Mood disturbance is:
- difficulty falling asleep
- difficlulty staying asleep
- early morning awakenings
- unrefreshing sleep
- non-restorative sleep
- poor sleep quality
Now, when you review this list and consider the relationship of these symptoms to mental health conditions, we want you to think about just one thing:
- Sleep Fragmentation
Sleep fragmentation is the missing link that is often disregarded when trying to understand mental health or mood disturbances. Sleep fragmentation is overlooked, because mental health providers are too focused on the idea that the mental condition is causing the sleep problem.

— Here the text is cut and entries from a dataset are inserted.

/*!
tumble3d
========

**tumble3d** is a 3-dimensional rigid-body collision detection and contact
resolution library written with the rust programming language.

It combines a dynamic AABB tree broadphase, analytic and GJK/EPA
narrowphase routines, persistent contact manifolds and a sequential-impulse
solver behind the [`pipeline::CollisionWorld`] type.

*/

#![deny(non_camel_case_types)]
#![deny(unused_parens)]
#![deny(non_upper_case_globals)]
#![deny(unused_results)]
#![warn(missing_docs)]
#![warn(unused_imports)]
#![allow(missing_copy_implementations)]
#![allow(clippy::too_many_arguments)]
#![allow(clippy::module_inception)]
#![allow(clippy::manual_range_contains)] // This usually makes it way more verbose that it could be.
#![allow(clippy::type_complexity)] // Complains about closures that are fairly simple.
#![deny(unused_qualifications)]

#[cfg(all(feature = "f32", feature = "f64"))]
core::compile_error!("The `f32` and `f64` features are mutually exclusive.");

#[cfg(feature = "serde-serialize")]
#[macro_use]
extern crate serde;
#[macro_use]
extern crate approx;
extern crate num_traits as num;

pub extern crate nalgebra as na;

pub mod bounding_volume;
pub mod mass_properties;
pub mod partitioning;
pub mod pipeline;
pub mod query;
pub mod shape;
pub mod utils;

/// Scalar, vector and transform aliases selected by the `f32`/`f64` features.
pub mod math {
    #[cfg(feature = "f32")]
    /// The scalar type used throughout this crate.
    pub type Real = f32;
    #[cfg(feature = "f64")]
    /// The scalar type used throughout this crate.
    pub type Real = f64;

    /// Tolerance under which lengths and determinants are treated as zero.
    pub const DEFAULT_EPSILON: Real = Real::EPSILON;
    /// Every shape and query lives in 3D.
    pub const DIM: usize = 3;

    /// A point in 3D.
    pub type Point<N> = na::Point3<N>;
    /// A displacement or direction in 3D.
    pub type Vector<N> = na::Vector3<N>;
    /// A vector known to have unit length.
    pub type UnitVector<N> = na::UnitVector3<N>;
    /// Angular velocities and torques.
    pub type AngVector<N> = na::Vector3<N>;
    /// A 3x3 matrix.
    pub type Matrix<N> = na::Matrix3<N>;
    /// A rigid placement: a rotation followed by a translation.
    pub type Isometry<N> = na::Isometry3<N>;
    /// Orientations are unit quaternions.
    pub type Rotation<N> = na::UnitQuaternion<N>;
    /// A pure translation.
    pub type Translation<N> = na::Translation3<N>;
    /// An inertia tensor about the center of mass, in body space.
    pub type AngularInertia<N> = na::Matrix3<N>;
}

In the field of sleep medicine, we look at these sleep symptoms, and the first thing we wonder about is whether or not they are caused by sleep fragmentation. If your brain is constantly being interrupted from sleeping all night long–the technical definition of sleep fragmentation–then we expect a lot of bad things to arise from this disruption.
The most obvious sign of sleep fragmentation would be daytime fatigue and sleepiness, but think about it, this is your brain being robbed of its rest. How could such a process not also affect your mood and mental health?
Isn’t obvious that if your brain is not restored every night as it should be with a restful night of slumber that you would be irritable, nervous, easily frustrated, moody, blue or dejected the next day?
Your mood and your mental health are intricately linked to how well your brain rests each night. If you always keep this in mind, you will do your mental health and your mood a great service, because you will realize just how important your sleep is to your health and well-being.